Expectation; (noun) a strong belief that something will happen or be the case
From my own experience and lots of discussions with friends and family it is for sure that with high expectation comes the potential for disappointment. On the other hand I have sometimes told myself that if I have the lowest possible expectations then I am more likely to be pleasantly surprised …. being really honest that is only when I am a bit grumpy and being a bit cynical (not a helpful thoughtful process, I know!)
So neither high or low expectations seem helpful, is there a middle ground of realistic expectation? Or no expectation at all, just an open mind towards everything? My habit of attaching expectations to stuff; situations, experiences, holidays, peoples reactions, is a habit that has formed over a number of years so I don’t expect to wake up tomorrow with a new ‘open mind to everything’ mindset and that’s that ….. habits take time to form and therefore time, and commitment, to change.
So, where to start? As always, with ourselves.
Starting this blog followed a good few months of thinking …. what is my purpose for writing the blog and what am I ‘expecting’ to happen as a result, how will I process other peoples ‘voiced’ expectations?
It was important that I had some clarity here so that I could enjoy doing this as a project.
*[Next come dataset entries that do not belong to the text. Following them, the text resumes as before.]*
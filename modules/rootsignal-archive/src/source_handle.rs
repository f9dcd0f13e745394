// SourceHandle: the public API for interacting with a source.
// Callers get a SourceHandle from Archive::source(url) and call content-type
// methods on it. Each method returns a request builder that implements
// IntoFuture for ergonomic .await.

use std::collections::{HashSet, VecDeque};
use std::future::{Future, IntoFuture};
use std::pin::Pin;
use std::sync::Arc;

use chrono::Utc;
use rootsignal_common::types::{
    ArchivedFeed, ArchivedPage, ArchivedSearchResults, FeedItem, LongVideo, Post,
    SearchResult, ShortVideo, Source, Story,
};
use tracing::{info, warn};
use uuid::Uuid;

use crate::error::{ArchiveError, Result};
use crate::router::Platform;
use crate::store::Store;

use crate::services::bluesky::BlueskyService;
use crate::services::facebook::FacebookService;
use crate::services::feed::FeedService;
use crate::services::instagram::InstagramService;
use crate::services::page::{BrowserlessPageService, ChromePageService};
use crate::services::reddit::RedditService;
use crate::services::search::SearchService;
use crate::services::tiktok::TikTokService;
use crate::services::twitter::TwitterService;

/// Internal shared state for the archive. Holds services + store.
pub(crate) struct ArchiveInner {
    pub store: Store,
    pub instagram: Option<InstagramService>,
    pub twitter: Option<TwitterService>,
    pub reddit: Option<RedditService>,
    pub facebook: Option<FacebookService>,
    pub tiktok: Option<TikTokService>,
    pub bluesky: Option<BlueskyService>,
    pub chrome_page: Option<ChromePageService>,
    pub browserless_page: Option<BrowserlessPageService>,
    pub feed: FeedService,
    pub search: Option<SearchService>,
}

/// A handle to a source. Returned by `Archive::source(url)`.
/// All content-type methods are available directly â€” call what you need,
/// handle `Err(Unsupported)` for content types this source doesn't support.
pub struct SourceHandle {
    pub(crate) source: Source,
    pub(crate) platform: Platform,
    pub(crate) identifier: String,
    pub(crate) inner: Arc<ArchiveInner>,
}

impl SourceHandle {
    pub fn id(&self) -> Uuid {
        self.source.id
    }

    pub fn url(&self) -> &str {
        &self.source.url
    }

    pub fn platform(&self) -> Platform {
        self.platform
    }

    // --- Content type methods ---

    pub fn posts(&self, limit: u32) -> PostsRequest {
        PostsRequest {
            inner: self.inner.clone(),
            source: self.source.clone(),
            platform: self.platform,
            identifier: self.identifier.clone(),
            limit,
            text_analysis: false,
        }
    }

    pub fn stories(&self) -> StoriesRequest {
        StoriesRequest {
            inner: self.inner.clone(),
            source: self.source.clone(),
            platform: self.platform,
            identifier: self.identifier.clone(),
            text_analysis: false,
        }
    }

    pub fn short_videos(&self, limit: u32) -> ShortVideoRequest {
        ShortVideoRequest {
            inner: self.inner.clone(),
            source: self.source.clone(),
            platform: self.platform,
            identifier: self.identifier.clone(),
            limit,
            text_analysis: false,
        }
    }

    pub fn videos(&self, limit: u32) -> VideoRequest {
        VideoRequest {
            inner: self.inner.clone(),
            source: self.source.clone(),
            platform: self.platform,
            identifier: self.identifier.clone(),
            limit,
            text_analysis: false,
        }
    }

    pub fn page(&self) -> PageRequest {
        PageRequest {
            inner: self.inner.clone(),
            source: self.source.clone(),
        }
    }

    pub fn feed(&self) -> FeedRequest {
        FeedRequest {
            inner: self.inner.clone(),
            source: self.source.clone(),
        }
    }

    pub fn search(&self, query: &str) -> SearchRequest {
        SearchRequest {
            inner: self.inner.clone(),
            source: self.source.clone(),
            query: query.to_string(),
            max_results: 5,
        }
    }

    pub fn crawl(&self) -> CrawlRequest {
        CrawlRequest {
            inner: self.inner.clone(),
            seed_url: self.source.url.clone(),
            max_depth: 2,
            limit: 20,
            include_patterns: Vec::new(),
            exclude_patterns: Vec::new(),
        }
    }

    pub fn search_topics(&self, topics: &[&str], limit: u32) -> TopicSearchRequest {
        TopicSearchRequest {
            inner: self.inner.clone(),
            source: self.source.clone(),
            platform: self.platform,
            topics: topics.iter().map(|s| s.to_string()).collect(),
            limit,
        }
    }
}
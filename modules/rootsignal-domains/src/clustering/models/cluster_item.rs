use anyhow::Result;
use chrono::{DateTime, Utc};
use serde::{Deserialize, Serialize};
use sqlx::PgPool;
use uuid::Uuid;

#[derive(Debug, Clone, Serialize, Deserialize, sqlx::FromRow)]
pub struct ClusterItem {
    pub id: Uuid,
    pub cluster_id: Uuid,
    pub item_id: Uuid,
    pub item_type: String,
    pub cluster_type: String,
    pub similarity_score: Option<f32>,
    pub added_at: DateTime<Utc>,
}

impl ClusterItem {
    /// Create a cluster item with explicit cluster_type for multi-dimension support.
    pub async fn create(
        cluster_id: Uuid,
        item_id: Uuid,
        item_type: &str,
        cluster_type: &str,
        similarity_score: Option<f32>,
        pool: &PgPool,
    ) -> Result<Self> {
        sqlx::query_as::<_, Self>(
            r#"
            INSERT INTO cluster_items (cluster_id, item_id, item_type, cluster_type, similarity_score)
            VALUES ($1, $2, $3, $4, $5)
            ON CONFLICT (cluster_type, item_type, item_id) DO UPDATE
                SET cluster_id = EXCLUDED.cluster_id,
                    similarity_score = EXCLUDED.similarity_score,
                    added_at = now()
            RETURNING *
            "#,
        )
        .bind(cluster_id)
        .bind(item_id)
        .bind(item_type)
        .bind(cluster_type)
        .bind(similarity_score)
        .fetch_one(pool)
        .await
        .map_err(Into::into)
    }

    /// Find which cluster an item belongs to within a given cluster_type dimension.
    pub async fn find_cluster_for<'e, E: sqlx::Executor<'e, Database = sqlx::Postgres>>(
        item_type: &str,
        item_id: Uuid,
        cluster_type: &str,
        executor: E,
    ) -> Result<Option<Self>> {
        sqlx::query_as::<_, Self>(
            "SELECT * FROM cluster_items WHERE item_type = $1 AND item_id = $2 AND cluster_type = $3",
        )
        .bind(item_type)
        .bind(item_id)
        .bind(cluster_type)
        .fetch_optional(executor)
        .await
        .map_err(Into::into)
    }

    /// Get all items in a cluster.
    pub async fn items_in_cluster(cluster_id: Uuid, pool: &PgPool) -> Result<Vec<Self>> {
        sqlx::query_as::<_, Self>(
            "SELECT * FROM cluster_items WHERE cluster_id = $1 ORDER BY similarity_score DESC NULLS LAST",
        )
        .bind(cluster_id)
        .fetch_all(pool)
        .await
        .map_err(Into::into)
    }

    /// Find signals that are not yet in any cluster for the given cluster_type dimension.
    pub async fn unclustered_signals<'e, E: sqlx::Executor<'e, Database = sqlx::Postgres>>(
        cluster_type: &str,
        limit: i64,
        executor: E,
    ) -> Result<Vec<Uuid>> {
        let rows = sqlx::query_as::<_, (Uuid,)>(
            r#"
            SELECT s.id
            FROM signals s
            JOIN embeddings e ON e.embeddable_type = 'signal' AND e.embeddable_id = s.id AND e.locale = 'en'
            WHERE NOT EXISTS (
                SELECT 1 FROM cluster_items ci
                WHERE ci.item_type = 'signal' AND ci.item_id = s.id AND ci.cluster_type = $1
            )
            ORDER BY s.created_at ASC
            LIMIT $2
            "#,
        )
        .bind(cluster_type)
        .bind(limit)
        .fetch_all(executor)
        .await?;

        Ok(rows.into_iter().map(|r| r.0).collect())
    }
}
I didn’t want to create any unnecessary pressure of how long I would do this, how often would I write a post, how many people would read it etc?
Someone asked me the other day “how many people are reading your blog then, how do you know how popular it is?” ….. in this case I sensed there was an underlying expectation that was also an automatic measure of success. My ‘inner critic’ immediately came into play and concluded that if no one reads it then it isn’t any good and not successful etc etc but … it felt that an expectation had been set; in order for my blog to be deemed as ‘successful’ then I must have a high number of readers.
After some reflection I reminded myself that I had a choice and didn’t need to latch onto that expectation. It wasn’t my expectation and there is no need for me to put pressure on myself to match other people’s expectations.
Time is best spent managing my own expectations, of myself and my purpose, not wondering how to meet everyone else’s.
Managing these expectations takes thinking space to;
- Be realistic; are we allowing ourselves the time, space and resources to meet our goals and expected outcomes
- Be kind; remember that it is most likely we are doing our best so allow some flexibility, not meeting an expectation doesn’t mean failure, maybe just some fine tuning
- Be self assured; you can only live by your own expectations, if you give yourself time to set realistic, kind expectations then these are the right ones for you, not someone else’s
- Be grateful; there will always be occasions when we fall short of our expectations even when we are doing all of the above. In these times it matters most to take time to reflect and notice all the things that are going really well and recall everything that has met or exceeded our expectations.
In time I would love to think that I have no expectations, I take everything as it comes and I have complete faith and trust that everything is exactly as it should be …. but that’s a really high expectation so I’ll just do my best instead! And know that it is it good enough.